KIMBERLY C. WISE, SUNIL K. MANNA, KEIKO YAMAUCHI, VANI RAMESH, BOBBY L. WILSON, RENARD L. THOMAS, SHUBHASHISH SARKAR, ANIL D. KULKARNI, NEIL R. PELLIS, GOVINDARAJAN T. RAMESH
In Vitro Cellular & Developmental Biology - Animal 41 (3), 118-123, (1 March 2005) https://doi.org/10.1290/0501006.1
KEYWORDS: simulated microgravity, hindlimb unloading, reactive oxygen species of NF-κB, MAPKK, glutathione
Microgravity induces inflammatory responses and modulates immune functions that may increase oxidative stress. Exposure to a microgravity environment induces adverse neurological effects; however, there is little research exploring the etiology of these effects resulting from exposure to such an environment.

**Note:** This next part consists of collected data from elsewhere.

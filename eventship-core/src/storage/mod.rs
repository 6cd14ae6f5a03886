//! Durable storage for events, batches and small key/value state
//!
//! ## Model
//!
//! Events are appended to one *open* batch. [`Storage::rollover`] closes it:
//! the batch gets its envelope suffix, becomes immutable, and its id is
//! appended to the pending index. The index is a single comma-separated
//! string under [`keys::PENDING_BATCHES`] in the key/value store, so it
//! survives restarts.
//!
//! Every operation that touches the open batch or the index runs under the
//! implementation's internal lock. Rollover (ingestion side) and batch
//! removal (upload side) therefore never interleave their index updates.

mod file;
mod index;
mod memory;
mod properties;

pub use file::FileStorage;
pub use index::PendingBatchIndex;
pub use memory::InMemoryStorage;

use async_trait::async_trait;

use crate::error::Result;

/// Keys used in the key/value store
pub mod keys {
    /// Comma-separated ids of closed, not yet uploaded batches
    pub const PENDING_BATCHES: &str = "pending_batches";
    /// Index used to name the next batch file
    pub const FILE_INDEX: &str = "file_index";
    /// Anonymous id of the current device/user
    pub const ANONYMOUS_ID: &str = "anonymous_id";
    /// Anonymous id carried by the most recently stored event
    pub const LAST_EVENT_ANONYMOUS_ID: &str = "last_event_anonymous_id";
}

/// Contract consumed by the queue and the uploader
#[async_trait]
pub trait Storage: Send + Sync {
    /// Append one serialized event to the open batch, creating it if needed.
    ///
    /// When the open batch has already grown past the configured batch size
    /// it is rolled over first.
    async fn append_event(&self, event: &str) -> Result<()>;

    /// Close the open batch and register it as pending. No-op when no batch
    /// is open.
    async fn rollover(&self) -> Result<()>;

    async fn write_string(&self, key: &str, value: &str) -> Result<()>;
    async fn write_long(&self, key: &str, value: i64) -> Result<()>;
    async fn write_bool(&self, key: &str, value: bool) -> Result<()>;

    async fn read_string(&self, key: &str, default: &str) -> String;
    async fn read_long(&self, key: &str, default: i64) -> i64;
    async fn read_bool(&self, key: &str, default: bool) -> bool;

    async fn remove(&self, key: &str) -> Result<()>;

    /// Pending batch ids in rollover order
    async fn pending_batches(&self) -> Vec<String> {
        PendingBatchIndex::parse(&self.read_string(keys::PENDING_BATCHES, "").await).into_ids()
    }

    /// Whether the content of a batch is still present
    async fn batch_exists(&self, id: &str) -> bool;

    /// Read the full text of a closed batch
    async fn read_batch(&self, id: &str) -> Result<String>;

    /// Delete a batch's content and drop its id from the pending index
    async fn remove_batch(&self, id: &str) -> Result<()>;

    /// Delete every batch and key for this write key. Later writes fail.
    async fn delete_all(&self) -> Result<()>;
}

It is also known that spaceflight is associated with increase in oxidative stress; however, this phenomenon has not been reproduced in land-based simulated microgravity models. In this study, an attempt has been made to show the induction of reactive oxygen species (ROS) in mice brain, using ground-based microgravity simulator. Increased ROS was observed in brain stem and frontal cortex with concomitant decrease in glutathione, on exposing mice to simulated microgravity for 7 d. Oxidative stress–induced activation of nuclear factor–kappaB was observed in all the regions of the brain. Moreover, mitogen-activated protein kinase kinase was phosphorylated equally in all regions of the brain exposed to simulated microgravity. These results suggest that exposure of brain to simulated microgravity can induce expression of certain transcription factors, and these have been earlier argued to be oxidative stress dependent.